Eat Without Distraction. One rule we do have is that our dining table is a toy-free, screen-free space when we’re having a meal. It’s a matter of mutual respect and consideration. Family meals are sacred in my house. They’re one of the few opportunities we have to get together and chat over one of the most fundamental human activities.
Get Plenty of Fresh Air and Exercise. Getting outside is so important for every member of the family, but especially children. They need lots and lots of movement throughout the day to improve focus, digestion, motor skills, and sleep. Rather than restricting screens, think about encouraging more movement for balance.
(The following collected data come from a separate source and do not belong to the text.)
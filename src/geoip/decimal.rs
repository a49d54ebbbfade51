//! Decimal-encoded address conversion
//!
//! Range tables such as IP2Location LITE store bounds as base-10 integers.
//! IPv6 bounds reach 2^128 - 1, so the wide path works on the digit string
//! directly with schoolbook long division by 256 instead of any fixed-width
//! or floating-point intermediate.

use crate::geoip::error::{GeoIpError, GeoIpResult};
use crate::geoip::key::AddressKey;

/// Longest decimal string that can still be an IPv4-sized bound
const MAX_V4_DECIMAL_DIGITS: usize = 10;

/// True when `dec` is non-empty and made only of ASCII digits
pub fn is_decimal(dec: &str) -> bool {
    !dec.is_empty() && dec.bytes().all(|b| b.is_ascii_digit())
}

/// Decide whether a decimal high bound describes an IPv4 range
///
/// The bound must have at most 10 digits and a value no greater than
/// `u32::MAX`. The decision made for the high bound applies to both bounds
/// of the record.
pub fn is_v4_sized_decimal(high: &str) -> bool {
    is_decimal(high)
        && high.len() <= MAX_V4_DECIMAL_DIGITS
        && high
            .parse::<u64>()
            .map(|value| value <= u64::from(u32::MAX))
            .unwrap_or(false)
}

/// Convert a decimal integer string into an address key
///
/// With `is_v4_sized` the value is read as a 32-bit IPv4 address and embedded
/// as an IPv4-mapped key. Otherwise it is converted exactly into a 128-bit
/// big-endian value.
///
/// # Errors
/// Returns [`GeoIpError::MalformedRange`] for empty input, non-digit
/// characters, or values too large for the selected width.
pub fn decimal_to_key(dec: &str, is_v4_sized: bool) -> GeoIpResult<AddressKey> {
    if !is_decimal(dec) {
        return Err(GeoIpError::MalformedRange(format!(
            "'{dec}' is not a decimal integer"
        )));
    }

    if is_v4_sized {
        let value = dec.parse::<u32>().map_err(|_| {
            GeoIpError::MalformedRange(format!("'{dec}' does not fit an IPv4 address"))
        })?;
        return Ok(AddressKey::from_ipv4_u32(value));
    }

    let bytes = decimal_to_be_bytes(dec).ok_or_else(|| {
        GeoIpError::MalformedRange(format!("'{dec}' does not fit an IPv6 address"))
    })?;
    Ok(AddressKey::from_bytes(bytes))
}

/// Repeatedly divide the digit array by 256, collecting remainders as bytes.
///
/// Returns `None` once more than 16 bytes would be needed.
fn decimal_to_be_bytes(dec: &str) -> Option<[u8; 16]> {
    let mut digits: Vec<u8> = dec
        .bytes()
        .map(|b| b - b'0')
        .skip_while(|&d| d == 0)
        .collect();

    let mut out = [0u8; 16];
    let mut written = 0;

    while !digits.is_empty() {
        if written == out.len() {
            return None;
        }

        let mut quotient = Vec::with_capacity(digits.len());
        let mut remainder: u32 = 0;
        for &digit in &digits {
            remainder = remainder * 10 + u32::from(digit);
            let q = remainder / 256;
            remainder %= 256;
            if !(quotient.is_empty() && q == 0) {
                quotient.push(q as u8);
            }
        }

        out[out.len() - 1 - written] = remainder as u8;
        written += 1;
        digits = quotient;
    }

    Some(out)
}
//! Country lookup service over a CSV range table
//!
//! Either rescans the table file on every lookup or answers from a
//! [`RangeIndex`] built once at startup.

use std::net::IpAddr;
use std::path::{Path, PathBuf};
use std::sync::Arc;

use crate::config::{GeoIpConfig, LookupMode};
use crate::geoip::classifier::{classify, classify_str};
use crate::geoip::error::GeoIpResult;
use crate::geoip::index::RangeIndex;
use crate::geoip::key::AddressKey;
use crate::geoip::reader::RangeTableReader;

#[derive(Clone)]
enum Strategy {
    /// Re-open and scan the table file per lookup
    Scan(Arc<PathBuf>),
    /// Binary search over a table loaded once
    Indexed(Arc<RangeIndex>),
}

/// Country lookup service; cloning shares the underlying table
#[derive(Clone)]
pub struct CountryLookup {
    strategy: Strategy,
}

impl CountryLookup {
    /// Create a service that scans `path` on every lookup
    ///
    /// The file is not opened until the first lookup.
    pub fn streaming<P: AsRef<Path>>(path: P) -> Self {
        Self {
            strategy: Strategy::Scan(Arc::new(path.as_ref().to_path_buf())),
        }
    }

    /// Create a service backed by an index loaded from `path`
    ///
    /// # Errors
    /// Fails with `SourceUnavailable` when the table cannot be opened.
    pub fn indexed<P: AsRef<Path>>(path: P) -> GeoIpResult<Self> {
        let index = RangeIndex::load(path)?;
        Ok(Self::from_index(Arc::new(index)))
    }

    pub fn from_index(index: Arc<RangeIndex>) -> Self {
        Self {
            strategy: Strategy::Indexed(index),
        }
    }

    pub fn from_config(config: &GeoIpConfig) -> GeoIpResult<Self> {
        match config.mode {
            LookupMode::Scan => Ok(Self::streaming(&config.range_table)),
            LookupMode::Indexed => Self::indexed(&config.range_table),
        }
    }

    /// Lookup the country code for a textual address
    ///
    /// Invalid addresses and unmatched addresses both yield `"ZZ"`.
    ///
    /// # Errors
    /// Only `SourceUnavailable` is returned, when a scanning service cannot
    /// open its table.
    pub fn country_for(&self, address: &str) -> GeoIpResult<String> {
        match &self.strategy {
            Strategy::Scan(path) => {
                let reader = RangeTableReader::open(path.as_path())?;
                Ok(classify_str(address, reader))
            }
            Strategy::Indexed(index) => Ok(index.classify_str(address).to_string()),
        }
    }

    /// Lookup the country code for an already parsed address
    pub fn country_for_ip(&self, ip: IpAddr) -> GeoIpResult<String> {
        let key = AddressKey::from(ip);
        match &self.strategy {
            Strategy::Scan(path) => {
                let reader = RangeTableReader::open(path.as_path())?;
                Ok(classify(&key, reader))
            }
            Strategy::Indexed(index) => Ok(index.classify(&key).to_string()),
        }
    }

    pub fn mode(&self) -> LookupMode {
        match self.strategy {
            Strategy::Scan(_) => LookupMode::Scan,
            Strategy::Indexed(_) => LookupMode::Indexed,
        }
    }
}

#[cfg(test)]
mod tests {
    use super::*;
    use crate::geoip::GeoIpError;
    use std::io::Write;

    fn write_table(contents: &str) -> tempfile::NamedTempFile {
        let mut file = tempfile::NamedTempFile::new().unwrap();
        file.write_all(contents.as_bytes()).unwrap();
        file.flush().unwrap();
        file
    }

    #[test]
    fn test_indexed_creation_invalid_path() {
        let result = CountryLookup::indexed("/nonexistent/path.csv");
        assert!(matches!(result, Err(GeoIpError::SourceUnavailable { .. })));
    }

    #[test]
    fn test_streaming_defers_open_until_lookup() {
        let lookup = CountryLookup::streaming("/nonexistent/path.csv");
        assert!(matches!(
            lookup.country_for("1.1.1.1"),
            Err(GeoIpError::SourceUnavailable { .. })
        ));
    }

    #[test]
    fn test_both_modes_agree() {
        let file = write_table(
            "\"16777216\",\"16777471\",\"AU\",\"Australia\"\n\
             \"16777472\",\"16778239\",\"CN\",\"China\"\n",
        );

        let scan = CountryLookup::streaming(file.path());
        let indexed = CountryLookup::indexed(file.path()).unwrap();
        assert_eq!(scan.mode(), LookupMode::Scan);
        assert_eq!(indexed.mode(), LookupMode::Indexed);

        for (address, expected) in [
            ("1.0.0.1", "AU"),
            ("1.0.1.1", "CN"),
            ("1.0.4.0", "ZZ"),
            ("::1", "ZZ"),
            ("garbage", "ZZ"),
        ] {
            assert_eq!(scan.country_for(address).unwrap(), expected, "{address}");
            assert_eq!(indexed.country_for(address).unwrap(), expected, "{address}");
        }

        let ip: IpAddr = "1.0.0.200".parse().unwrap();
        assert_eq!(scan.country_for_ip(ip).unwrap(), "AU");
        assert_eq!(indexed.country_for_ip(ip).unwrap(), "AU");
    }

    #[test]
    fn test_indexed_survives_table_removal() {
        let file = write_table("1.0.0.0,1.0.0.255,AU\n");
        let lookup = CountryLookup::indexed(file.path()).unwrap();
        let shared = lookup.clone();
        drop(file);

        assert_eq!(shared.country_for("1.0.0.9").unwrap(), "AU");
    }
}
Practice Good Sleep Hygiene. The so-called warnings about blue light got a little kick in the pants this year. A study challenged the idea that blue light impacts circadian rhythms. We don’t actually know if blue light is a problem. What we do know is that stimulation of any kind interrupts our sleep cycle. In our house, all screens and radios go off at 6:30 pm. That’s our family time and we cherish the ability to interact with each other without distraction. For a great night’s sleep, keep your kids’ room very dark, relatively cool (65 to 68 degrees Fahrenheit), and comfortably quiet.
Like many parents, when I first became a mom, I was hypervigilant about everything. I stressed myself out trying to do everything by the book, until life taught me that wisdom beats out perfection every time. If you want your children to enjoy screens, let them. Formulate some guidelines for yourself and conduct self-checks to make sure your guidelines are working. Talk with your kids about your concerns. Let them know your values and also that you trust them to know what their minds and bodies need. As new evidence emerges, we’ll be in a great position to shift some of our guidelines to better support our children’s development. Screens are ok, y’all. Promise!